» **Task directions**: A single figure is required: the number of lines below that contain "JobSuccess".

(Saved data entries)
------------------------------------------------------------

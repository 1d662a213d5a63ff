//! Configuration module for Stay-Harvest
//!
//! This module handles loading, parsing, and validating TOML configuration files.
//!
//! # Example
//!
//! ```no_run
//! use stay_harvest::config::load_config;
//! use std::path::Path;
//!
//! let config = load_config(Path::new("harvest.toml")).unwrap();
//! println!("Retrying each request up to {} times", config.retry.max_attempts);
//! ```

mod parser;
mod types;
mod validation;

// Re-export types
pub use types::{
    ClientConfig, Config, EndpointConfig, EndpointsConfig, OutputConfig, PaginationConfig,
    ProxyStrategy, RetryConfig, RetryScope, SchedulerConfig,
};

// Re-export parser functions
pub use parser::{compute_config_hash, load_config, load_config_with_hash, parse_config};
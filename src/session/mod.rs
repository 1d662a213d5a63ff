//! Session and credential bootstrapping
//!
//! JSON API calls need an API key that only appears inside the HTML of a
//! public page. Bootstrapping fetches that page once, pulls the key out of
//! the markup and keeps the response cookies for the calls that follow.
//! Credentials belong to whoever bootstrapped them; nothing here is global.

use crate::fetch::{Component, FetchError, Fetcher, RequestSpec, SessionCookie};
use regex::Regex;
use std::sync::OnceLock;
use thiserror::Error;
use tokio_util::sync::CancellationToken;
use url::Url;

/// Errors raised while deriving credentials
#[derive(Debug, Error)]
pub enum CredentialError {
    #[error("bootstrap page fetch failed: {0}")]
    Fetch(#[from] FetchError),

    #[error("no API key found in page {url}")]
    KeyNotFound { url: String },

    #[error("invalid API key pattern: {0}")]
    Pattern(#[from] regex::Error),
}

/// Where an API key came from
#[derive(Debug, Clone, Copy, PartialEq, Eq)]
pub enum KeySource {
    Extracted,
    Fallback,
}

/// An API key plus the session cookies issued alongside it
#[derive(Debug, Clone)]
pub struct Credentials {
    pub api_key: String,
    pub cookies: Vec<SessionCookie>,
    pub source: KeySource,
}

impl Credentials {
    /// Credentials built from a configured static key, with no cookies
    pub fn fallback(api_key: impl Into<String>) -> Self {
        Self {
            api_key: api_key.into(),
            cookies: Vec::new(),
            source: KeySource::Fallback,
        }
    }

    /// Cookies formatted for a `Cookie` request header
    pub fn cookie_header(&self) -> Option<String> {
        if self.cookies.is_empty() {
            return None;
        }
        let pairs: Vec<String> = self
            .cookies
            .iter()
            .map(|c| format!("{}={}", c.name, c.value))
            .collect();
        Some(pairs.join("; "))
    }

    /// Attaches the key and cookies to an API request
    pub fn apply(&self, spec: RequestSpec, key_header: &str) -> RequestSpec {
        let spec = spec.with_header(key_header, self.api_key.as_str());
        match self.cookie_header() {
            Some(cookies) => spec.with_header("Cookie", cookies),
            None => spec,
        }
    }
}

/// Result of a bootstrap: credentials plus the page that produced them
///
/// The page is the listing's own room page, so callers that also want the
/// listing details can parse it instead of fetching it again. It is `None`
/// when the fallback key was used.
#[derive(Debug, Clone)]
pub struct Bootstrap {
    pub credentials: Credentials,
    pub page: Option<String>,
}

fn api_key_pattern() -> Result<&'static Regex, regex::Error> {
    static PATTERN: OnceLock<Regex> = OnceLock::new();
    if let Some(pattern) = PATTERN.get() {
        return Ok(pattern);
    }
    let compiled = Regex::new(r#""key":"(.+?)""#)?;
    Ok(PATTERN.get_or_init(|| compiled))
}

/// Extracts the first `"key":"<value>"` occurrence from page markup
pub fn extract_api_key(html: &str) -> Result<Option<String>, CredentialError> {
    let pattern = api_key_pattern()?;
    Ok(pattern
        .captures(html)
        .and_then(|caps| caps.get(1))
        .map(|m| m.as_str().to_string()))
}

/// Fetches a page once and derives credentials from it
///
/// # Arguments
///
/// * `fetcher` - Executes the single page request
/// * `page_url` - Canonical page of the target (e.g. its room page)
/// * `proxy` - Outbound route for this request
/// * `cancel` - Aborts the request
///
/// # Returns
///
/// * `Ok(Bootstrap)` - Key found; cookies and page body attached
/// * `Err(CredentialError::Fetch)` - The page request failed
/// * `Err(CredentialError::KeyNotFound)` - The page had no key
pub async fn bootstrap(
    fetcher: &Fetcher,
    page_url: &Url,
    proxy: Option<Url>,
    cancel: &CancellationToken,
) -> Result<Bootstrap, CredentialError> {
    let spec = RequestSpec::document(Component::Bootstrap, page_url.clone()).with_proxy(proxy);
    let response = fetcher.execute_once(&spec, cancel).await?;
    let page = response.text();

    let api_key = extract_api_key(&page)?.ok_or_else(|| CredentialError::KeyNotFound {
        url: spec.display_url(),
    })?;

    tracing::debug!(
        url = %spec.display_url(),
        cookies = response.cookies.len(),
        "derived API key from page"
    );

    Ok(Bootstrap {
        credentials: Credentials {
            api_key,
            cookies: response.cookies,
            source: KeySource::Extracted,
        },
        page: Some(page),
    })
}

/// Bootstraps, substituting a configured static key on failure
///
/// Cancellation is never masked by the fallback. Without a fallback key the
/// original error is returned unchanged.
pub async fn bootstrap_or_fallback(
    fetcher: &Fetcher,
    page_url: &Url,
    proxy: Option<Url>,
    fallback_key: Option<&str>,
    cancel: &CancellationToken,
) -> Result<Bootstrap, CredentialError> {
    match bootstrap(fetcher, page_url, proxy, cancel).await {
        Ok(bootstrap) => Ok(bootstrap),
        Err(CredentialError::Fetch(e)) if e.is_cancelled() => Err(CredentialError::Fetch(e)),
        Err(e) => match fallback_key {
            Some(key) => {
                tracing::warn!(
                    url = %page_url,
                    error = %e,
                    "bootstrap failed; using fallback API key"
                );
                Ok(Bootstrap {
                    credentials: Credentials::fallback(key),
                    page: None,
                })
            }
            None => Err(e),
        },
    }
}
use crate::parse::ParseError;
use chrono::{DateTime, NaiveDate, NaiveDateTime, Utc};

/// Calendar dates are always plain `YYYY-MM-DD`
const CALENDAR_DATE: &str = "%Y-%m-%d";

/// Parses an upstream timestamp, trying each known format in order
///
/// 1. `2024-05-01T10:00:00Z`
/// 2. `2024-05-01T10:00:00+02:00`
/// 3. `2024-05-01` (midnight UTC)
pub fn parse_timestamp(value: &str) -> Result<DateTime<Utc>, ParseError> {
    let value = value.trim();

    if let Ok(naive) = NaiveDateTime::parse_from_str(value, "%Y-%m-%dT%H:%M:%SZ") {
        return Ok(naive.and_utc());
    }

    if let Ok(with_offset) = DateTime::parse_from_str(value, "%Y-%m-%dT%H:%M:%S%:z") {
        return Ok(with_offset.with_timezone(&Utc));
    }

    if let Some(midnight) = NaiveDate::parse_from_str(value, CALENDAR_DATE)
        .ok()
        .and_then(|d| d.and_hms_opt(0, 0, 0))
    {
        return Ok(midnight.and_utc());
    }

    Err(ParseError::Date {
        value: value.to_string(),
    })
}

/// Like [`parse_timestamp`], but logs and yields the zero timestamp on failure
///
/// An empty string is treated as absent and is not logged.
pub fn parse_timestamp_or_default(value: &str, context: &str) -> DateTime<Utc> {
    if value.trim().is_empty() {
        return DateTime::<Utc>::default();
    }
    match parse_timestamp(value) {
        Ok(ts) => ts,
        Err(e) => {
            tracing::warn!(context, error = %e, "unparseable timestamp; keeping zero value");
            DateTime::<Utc>::default()
        }
    }
}

pub fn parse_calendar_date(value: &str) -> Option<NaiveDate> {
    NaiveDate::parse_from_str(value.trim(), CALENDAR_DATE).ok()
}
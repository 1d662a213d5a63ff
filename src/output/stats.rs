//! Statistics from the harvest index
//!
//! This module extracts target counts from the storage layer and prints
//! them for `--stats`.

use crate::storage::{RunRecord, Storage, StorageResult, TargetKind, TargetStatus};
use std::collections::BTreeMap;

/// Harvest statistics summary
#[derive(Debug, Clone, Default)]
pub struct HarvestStatistics {
    /// Most recent run, if any run was recorded
    pub latest_run: Option<RunRecord>,

    /// Number of runs ever recorded
    pub total_runs: u64,

    /// Count of targets by dataset kind and status
    pub targets: BTreeMap<TargetKind, BTreeMap<TargetStatus, u64>>,
}

impl HarvestStatistics {
    pub fn count(&self, kind: TargetKind, status: TargetStatus) -> u64 {
        self.targets
            .get(&kind)
            .and_then(|by_status| by_status.get(&status))
            .copied()
            .unwrap_or(0)
    }

    pub fn total_targets(&self) -> u64 {
        self.targets.values().flat_map(|m| m.values()).sum()
    }

    pub fn total_with_status(&self, status: TargetStatus) -> u64 {
        self.targets.values().filter_map(|m| m.get(&status)).sum()
    }
}

/// Loads statistics from storage
pub fn load_statistics(storage: &dyn Storage) -> StorageResult<HarvestStatistics> {
    let mut targets: BTreeMap<TargetKind, BTreeMap<TargetStatus, u64>> = BTreeMap::new();
    for (kind, status, count) in storage.count_targets()? {
        targets.entry(kind).or_default().insert(status, count);
    }

    Ok(HarvestStatistics {
        latest_run: storage.get_latest_run()?,
        total_runs: storage.count_runs()?,
        targets,
    })
}

/// Formats statistics as the `--stats` report
pub fn format_statistics(stats: &HarvestStatistics) -> String {
    let mut out = String::from("=== Harvest Statistics ===\n\n");

    out.push_str(&format!("Runs recorded: {}\n", stats.total_runs));
    if let Some(run) = &stats.latest_run {
        out.push_str(&format!(
            "Latest run: #{} {} (started {}, finished {})\n",
            run.id,
            run.status.to_db_string(),
            run.started_at,
            run.finished_at.as_deref().unwrap_or("-")
        ));
    }
    out.push('\n');

    out.push_str("Targets by Dataset:\n");
    if stats.targets.is_empty() {
        out.push_str("  (none)\n");
    }
    for (kind, by_status) in &stats.targets {
        let parts: Vec<String> = by_status
            .iter()
            .map(|(status, count)| format!("{} {}", count, status))
            .collect();
        out.push_str(&format!("  {}: {}\n", kind, parts.join(", ")));
    }
    out.push('\n');

    let completed = stats.total_with_status(TargetStatus::Completed);
    let total = stats.total_targets();
    let rate = if total > 0 {
        (completed as f64 / total as f64) * 100.0
    } else {
        0.0
    };
    out.push_str(&format!(
        "Success Rate: {:.1}% ({} / {} targets completed)\n",
        rate, completed, total
    ));

    out
}

/// Prints statistics to stdout
pub fn print_statistics(stats: &HarvestStatistics) {
    print!("{}", format_statistics(stats));
}

#[cfg(test)]
mod tests {
    use super::*;
    use crate::storage::{SqliteStorage, TargetRecord};
    use crate::HarvestError;

    #[test]
    fn test_load_and_format() {
        let mut storage = SqliteStorage::new_in_memory().unwrap();
        let run_id = storage.create_run("h").unwrap();
        let artifact = tempfile::NamedTempFile::new().unwrap();

        for key in ["1", "2", "3"] {
            storage
                .record_target(run_id, &TargetRecord::completed(TargetKind::Details, key, 1, artifact.path()))
                .unwrap();
        }
        storage
            .record_target(run_id, &TargetRecord::failed(TargetKind::Details, "4", &HarvestError::Cancelled))
            .unwrap();

        let stats = load_statistics(&storage).unwrap();
        assert_eq!(stats.total_runs, 1);
        assert_eq!(stats.count(TargetKind::Details, TargetStatus::Completed), 3);
        assert_eq!(stats.count(TargetKind::Reviews, TargetStatus::Completed), 0);
        assert_eq!(stats.total_targets(), 4);

        let text = format_statistics(&stats);
        assert!(text.contains("details: 3 completed, 1 cancelled"));
        assert!(text.contains("Success Rate: 75.0% (3 / 4 targets completed)"));
        assert!(text.contains("Latest run: #1 running"));
    }

    #[test]
    fn test_empty_index() {
        let storage = SqliteStorage::new_in_memory().unwrap();
        let stats = load_statistics(&storage).unwrap();
        let text = format_statistics(&stats);
        assert!(text.contains("(none)"));
        assert!(text.contains("0.0% (0 / 0"));
    }
}
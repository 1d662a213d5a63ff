use crate::config::types::{
    ClientConfig, Config, EndpointConfig, OutputConfig, PaginationConfig, RetryConfig,
    SchedulerConfig,
};
use crate::ConfigError;
use url::Url;

/// Validates the entire configuration
pub fn validate(config: &Config) -> Result<(), ConfigError> {
    validate_client_config(&config.client)?;
    validate_retry_config(&config.retry)?;
    validate_pagination_config(&config.pagination)?;
    validate_scheduler_config(&config.scheduler)?;
    validate_endpoint("calendar", &config.endpoints.calendar)?;
    validate_endpoint("reviews", &config.endpoints.reviews)?;
    validate_endpoint("search", &config.endpoints.search)?;
    validate_output_config(&config.output)?;
    Ok(())
}

/// Validates upstream and proxy settings
fn validate_client_config(config: &ClientConfig) -> Result<(), ConfigError> {
    let base = Url::parse(&config.base_url)
        .map_err(|e| ConfigError::InvalidUrl(format!("Invalid base-url: {}", e)))?;

    if !matches!(base.scheme(), "http" | "https") {
        return Err(ConfigError::InvalidUrl(format!(
            "base-url must use http or https, got '{}'",
            config.base_url
        )));
    }

    validate_currency(&config.currency)?;

    if config.locale.is_empty() {
        return Err(ConfigError::Validation("locale cannot be empty".to_string()));
    }

    if config.api_key_header.is_empty() {
        return Err(ConfigError::Validation(
            "api-key-header cannot be empty".to_string(),
        ));
    }

    if let Some(key) = &config.fallback_api_key {
        if key.trim().is_empty() {
            return Err(ConfigError::Validation(
                "fallback-api-key cannot be blank when set".to_string(),
            ));
        }
    }

    if let Some(proxy) = &config.proxy {
        Url::parse(proxy)
            .map_err(|e| ConfigError::InvalidUrl(format!("Invalid proxy '{}': {}", proxy, e)))?;
    }

    Ok(())
}

/// Currency must look like an ISO 4217 code
fn validate_currency(currency: &str) -> Result<(), ConfigError> {
    if currency.len() != 3 || !currency.chars().all(|c| c.is_ascii_uppercase()) {
        return Err(ConfigError::Validation(format!(
            "currency must be a three-letter uppercase code, got '{}'",
            currency
        )));
    }
    Ok(())
}

fn validate_retry_config(config: &RetryConfig) -> Result<(), ConfigError> {
    if config.max_attempts < 1 || config.max_attempts > 20 {
        return Err(ConfigError::Validation(format!(
            "max-attempts must be between 1 and 20, got {}",
            config.max_attempts
        )));
    }

    if config.timeout_secs < 1 {
        return Err(ConfigError::Validation(
            "timeout-secs must be >= 1".to_string(),
        ));
    }

    Ok(())
}

fn validate_pagination_config(config: &PaginationConfig) -> Result<(), ConfigError> {
    if config.max_pages < 1 {
        return Err(ConfigError::Validation(
            "max-pages must be >= 1".to_string(),
        ));
    }

    if config.review_page_size < 1 || config.search_page_size < 1 {
        return Err(ConfigError::Validation(
            "page sizes must be >= 1".to_string(),
        ));
    }

    if config.calendar_months < 1 || config.calendar_months > 12 {
        return Err(ConfigError::Validation(format!(
            "calendar-months must be between 1 and 12, got {}",
            config.calendar_months
        )));
    }

    Ok(())
}

fn validate_scheduler_config(config: &SchedulerConfig) -> Result<(), ConfigError> {
    for (name, value) in [
        ("room-concurrency", config.room_concurrency),
        ("city-concurrency", config.city_concurrency),
    ] {
        if !(1..=100).contains(&value) {
            return Err(ConfigError::Validation(format!(
                "{} must be between 1 and 100, got {}",
                name, value
            )));
        }
    }

    if config.min_delay_ms > config.max_delay_ms {
        return Err(ConfigError::Validation(format!(
            "min-delay-ms ({}) cannot exceed max-delay-ms ({})",
            config.min_delay_ms, config.max_delay_ms
        )));
    }

    Ok(())
}

/// Validates a persisted-query endpoint descriptor
fn validate_endpoint(name: &str, endpoint: &EndpointConfig) -> Result<(), ConfigError> {
    if !endpoint.path.starts_with('/') {
        return Err(ConfigError::Validation(format!(
            "endpoints.{}.path must start with '/', got '{}'",
            name, endpoint.path
        )));
    }

    let decoded = hex::decode(&endpoint.hash).map_err(|e| {
        ConfigError::Validation(format!("endpoints.{}.hash is not hex: {}", name, e))
    })?;

    if decoded.len() != 32 {
        return Err(ConfigError::Validation(format!(
            "endpoints.{}.hash must be a SHA-256 digest (64 hex characters), got {}",
            name,
            endpoint.hash.len()
        )));
    }

    Ok(())
}

fn validate_output_config(config: &OutputConfig) -> Result<(), ConfigError> {
    if config.directory.is_empty() {
        return Err(ConfigError::Validation(
            "output directory cannot be empty".to_string(),
        ));
    }

    if config.index_path.is_empty() {
        return Err(ConfigError::Validation(
            "index-path cannot be empty".to_string(),
        ));
    }

    Ok(())
}
//! Output module for harvested artifacts and run statistics
//!
//! This module handles:
//! - Writing per-target JSON and CSV artifacts atomically
//! - Reporting index statistics

pub mod stats;
mod store;

pub use stats::{format_statistics, load_statistics, print_statistics, HarvestStatistics};
pub use store::{slugify, OutputStore};

use std::path::PathBuf;
use thiserror::Error;

/// Errors that can occur during output operations
#[derive(Debug, Error)]
pub enum OutputError {
    #[error("IO error: {0}")]
    Io(#[from] std::io::Error),

    #[error("Failed to encode JSON: {0}")]
    Json(#[from] serde_json::Error),

    #[error("Failed to encode CSV: {0}")]
    Csv(#[from] csv::Error),

    #[error("Not a file path: {}", .0.display())]
    InvalidPath(PathBuf),
}

/// Result type for output operations
pub type OutputResult<T> = Result<T, OutputError>;
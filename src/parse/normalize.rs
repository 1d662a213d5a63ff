use regex::bytes::Regex as BytesRegex;
use regex::Regex;
use std::borrow::Cow;
use std::sync::OnceLock;

// `\s` is Unicode-aware and already covers U+00A0 and U+202F; NBSP is
// listed anyway so the intent survives a switch to ASCII classes.
const WHITESPACE_RUN: &str = r"[\s\u{00A0}]+";

fn bytes_pattern() -> Option<&'static BytesRegex> {
    static PATTERN: OnceLock<Option<BytesRegex>> = OnceLock::new();
    PATTERN
        .get_or_init(|| BytesRegex::new(WHITESPACE_RUN).ok())
        .as_ref()
}

fn text_pattern() -> Option<&'static Regex> {
    static PATTERN: OnceLock<Option<Regex>> = OnceLock::new();
    PATTERN.get_or_init(|| Regex::new(WHITESPACE_RUN).ok()).as_ref()
}

/// Collapses every run of whitespace or non-breaking spaces into one ASCII
/// space and trims both ends
///
/// Applied to raw response bytes before JSON decoding: the upstream
/// occasionally emits stray NBSP bytes that strict decoders reject.
pub fn normalize_whitespace(body: &[u8]) -> Vec<u8> {
    let trimmed = body.trim_ascii();
    match bytes_pattern() {
        Some(pattern) => pattern.replace_all(trimmed, &b" "[..]).into_owned(),
        None => trimmed.to_vec(),
    }
}

/// String counterpart of [`normalize_whitespace`], for scraped text
pub fn normalize_text(text: &str) -> Cow<'_, str> {
    let trimmed = text.trim();
    match text_pattern() {
        Some(pattern) => pattern.replace_all(trimmed, " "),
        None => Cow::Borrowed(trimmed),
    }
}
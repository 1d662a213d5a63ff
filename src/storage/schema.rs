//! Database schema for the harvest index

/// SQL schema for the database
pub const SCHEMA_SQL: &str = r#"
-- Track harvest runs
CREATE TABLE IF NOT EXISTS runs (
    id INTEGER PRIMARY KEY AUTOINCREMENT,
    started_at TEXT NOT NULL,
    finished_at TEXT,
    config_hash TEXT NOT NULL,
    status TEXT NOT NULL
);

-- One row per (dataset, target), overwritten by the latest attempt
CREATE TABLE IF NOT EXISTS targets (
    kind TEXT NOT NULL,
    target_key TEXT NOT NULL,
    run_id INTEGER NOT NULL REFERENCES runs(id),
    status TEXT NOT NULL,
    attempts INTEGER,
    last_status INTEGER,
    error_message TEXT,
    artifact_path TEXT,
    updated_at TEXT NOT NULL,
    PRIMARY KEY (kind, target_key)
);

CREATE INDEX IF NOT EXISTS idx_targets_status ON targets(status);
CREATE INDEX IF NOT EXISTS idx_targets_run ON targets(run_id);
"#;

/// Initializes the database schema
pub fn initialize_schema(conn: &rusqlite::Connection) -> Result<(), rusqlite::Error> {
    conn.execute_batch(SCHEMA_SQL)?;
    Ok(())
}
//! Per-target jobs and the batch entry points

use crate::harvest::{CityTarget, Dataset, Harvester};
use crate::output::OutputStore;
use crate::scheduler::{BatchReport, Job, JobSuccess, Scheduler};
use crate::storage::{TargetKind, TargetRecord};
use crate::{HarvestError, Result};
use async_trait::async_trait;
use std::collections::BTreeSet;
use std::sync::{Arc, Mutex, PoisonError};
use tokio_util::sync::CancellationToken;

/// Fetches the selected datasets of one room
///
/// Datasets already completed are left alone, so a job interrupted halfway
/// only redoes what is missing.
pub struct RoomJob {
    harvester: Arc<Harvester>,
    room_id: u64,
    datasets: Vec<Dataset>,
}

impl RoomJob {
    pub fn new(harvester: Arc<Harvester>, room_id: u64, datasets: Vec<Dataset>) -> Self {
        Self {
            harvester,
            room_id,
            datasets,
        }
    }

    fn key_str(&self) -> String {
        self.room_id.to_string()
    }

    async fn pending(&self) -> Vec<Dataset> {
        let key = self.key_str();
        let mut pending = Vec::with_capacity(self.datasets.len());
        for &dataset in &self.datasets {
            if !self.harvester.is_done(dataset.kind(), &key).await {
                pending.push(dataset);
            }
        }
        pending
    }
}

#[async_trait]
impl Job for RoomJob {
    fn key(&self) -> String {
        format!("room-{}", self.room_id)
    }

    async fn is_complete(&self) -> bool {
        self.pending().await.is_empty()
    }

    async fn run(&self, _cancel: &CancellationToken) -> Result<JobSuccess> {
        let h = &self.harvester;
        let key = self.key_str();
        let pending = self.pending().await;

        let bootstrap = match h.bootstrap_room(self.room_id).await {
            Ok(bootstrap) => bootstrap,
            Err(e) => {
                for dataset in &pending {
                    h.record(TargetRecord::failed(dataset.kind(), key.as_str(), &e)).await;
                }
                return Err(e);
            }
        };

        let mut attempts = 1;
        let mut first_error: Option<HarvestError> = None;

        for dataset in pending {
            let outcome = match h.fetch_dataset(dataset, self.room_id, &bootstrap).await {
                Ok(harvested) => h
                    .write_dataset(self.room_id, &harvested.value)
                    .map(|path| (path, harvested.attempts)),
                Err(e) => Err(e),
            };

            match outcome {
                Ok((path, used)) => {
                    attempts += used;
                    h.record(TargetRecord::completed(dataset.kind(), key.as_str(), used, &path)).await;
                    tracing::debug!(room_id = self.room_id, dataset = %dataset, path = %path.display(), "dataset saved");
                }
                Err(e) => {
                    attempts += e.attempts().unwrap_or(0);
                    h.record(TargetRecord::failed(dataset.kind(), key.as_str(), &e)).await;
                    tracing::warn!(
                        room_id = self.room_id,
                        dataset = %dataset,
                        attempts = e.attempts(),
                        last_status = e.last_status(),
                        error = %e,
                        "dataset failed"
                    );
                    if e.is_cancelled() {
                        return Err(e);
                    }
                    first_error.get_or_insert(e);
                }
            }
        }

        match first_error {
            Some(e) => Err(e),
            None => Ok(JobSuccess { attempts }),
        }
    }
}

/// Searches one city and writes its de-duplicated listings
pub struct CityJob {
    harvester: Arc<Harvester>,
    target: CityTarget,
    discovered: Arc<Mutex<BTreeSet<u64>>>,
}

impl CityJob {
    pub fn new(harvester: Arc<Harvester>, target: CityTarget, discovered: Arc<Mutex<BTreeSet<u64>>>) -> Self {
        Self {
            harvester,
            target,
            discovered,
        }
    }

    fn add_discovered(&self, ids: impl IntoIterator<Item = u64>) {
        self.discovered
            .lock()
            .unwrap_or_else(PoisonError::into_inner)
            .extend(ids);
    }
}

#[async_trait]
impl Job for CityJob {
    fn key(&self) -> String {
        format!("city-{}", self.target.query)
    }

    async fn is_complete(&self) -> bool {
        if !self.harvester.is_done(TargetKind::City, &self.target.query).await {
            return false;
        }
        // Rooms found by an earlier run still feed a follow-up room batch.
        match read_city_room_ids(self.harvester.output(), &self.target.query) {
            Ok(ids) => self.add_discovered(ids),
            Err(e) => tracing::warn!(city = %self.target.query, error = %e, "could not read earlier search results"),
        }
        true
    }

    async fn run(&self, _cancel: &CancellationToken) -> Result<JobSuccess> {
        let h = &self.harvester;
        let city = self.target.query.as_str();

        let outcome = match h.search_city(&self.target).await {
            Ok(harvested) => h
                .output()
                .write_city(city, &harvested.value)
                .map_err(HarvestError::from)
                .map(|path| (path, harvested)),
            Err(e) => Err(e),
        };

        match outcome {
            Ok((path, harvested)) => {
                h.record(TargetRecord::completed(TargetKind::City, city, harvested.attempts, &path))
                    .await;
                self.add_discovered(harvested.value.iter().map(|l| l.room_id));
                Ok(JobSuccess {
                    attempts: harvested.attempts,
                })
            }
            Err(e) => {
                h.record(TargetRecord::failed(TargetKind::City, city, &e)).await;
                Err(e)
            }
        }
    }
}

#[derive(serde::Deserialize)]
struct SavedListing {
    room_id: u64,
}

fn read_city_room_ids(output: &OutputStore, city: &str) -> Result<Vec<u64>> {
    let path = output.artifact_path(TargetKind::City, city);
    let bytes = std::fs::read(&path).map_err(crate::output::OutputError::from)?;
    let listings: Vec<SavedListing> =
        serde_json::from_slice(&bytes).map_err(crate::output::OutputError::from)?;
    Ok(listings.into_iter().map(|l| l.room_id).collect())
}

/// Result of a city batch plus every room id the searches found
#[derive(Debug)]
pub struct CityBatch {
    pub report: BatchReport,
    pub room_ids: Vec<u64>,
}

impl Harvester {
    /// Runs one job per room under the room concurrency ceiling
    pub async fn run_rooms(self: &Arc<Self>, room_ids: &[u64], datasets: &[Dataset]) -> BatchReport {
        let unique: BTreeSet<u64> = room_ids.iter().copied().collect();
        let jobs: Vec<RoomJob> = unique
            .into_iter()
            .map(|id| RoomJob::new(Arc::clone(self), id, datasets.to_vec()))
            .collect();

        let scheduler = Scheduler::from_config(
            &self.config().scheduler,
            self.config().scheduler.room_concurrency,
            self.cancel_token().clone(),
        );
        scheduler.run_batch(jobs).await
    }

    /// Runs one search job per city under the city concurrency ceiling
    pub async fn run_cities(self: &Arc<Self>, cities: Vec<CityTarget>) -> CityBatch {
        let discovered = Arc::new(Mutex::new(BTreeSet::new()));
        let jobs: Vec<CityJob> = cities
            .into_iter()
            .map(|target| CityJob::new(Arc::clone(self), target, Arc::clone(&discovered)))
            .collect();

        let scheduler = Scheduler::from_config(
            &self.config().scheduler,
            self.config().scheduler.city_concurrency,
            self.cancel_token().clone(),
        );
        let report = scheduler.run_batch(jobs).await;

        let room_ids = discovered
            .lock()
            .unwrap_or_else(PoisonError::into_inner)
            .iter()
            .copied()
            .collect();
        CityBatch { report, room_ids }
    }
}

------------------------------------------------------------

» **Task answer**: 5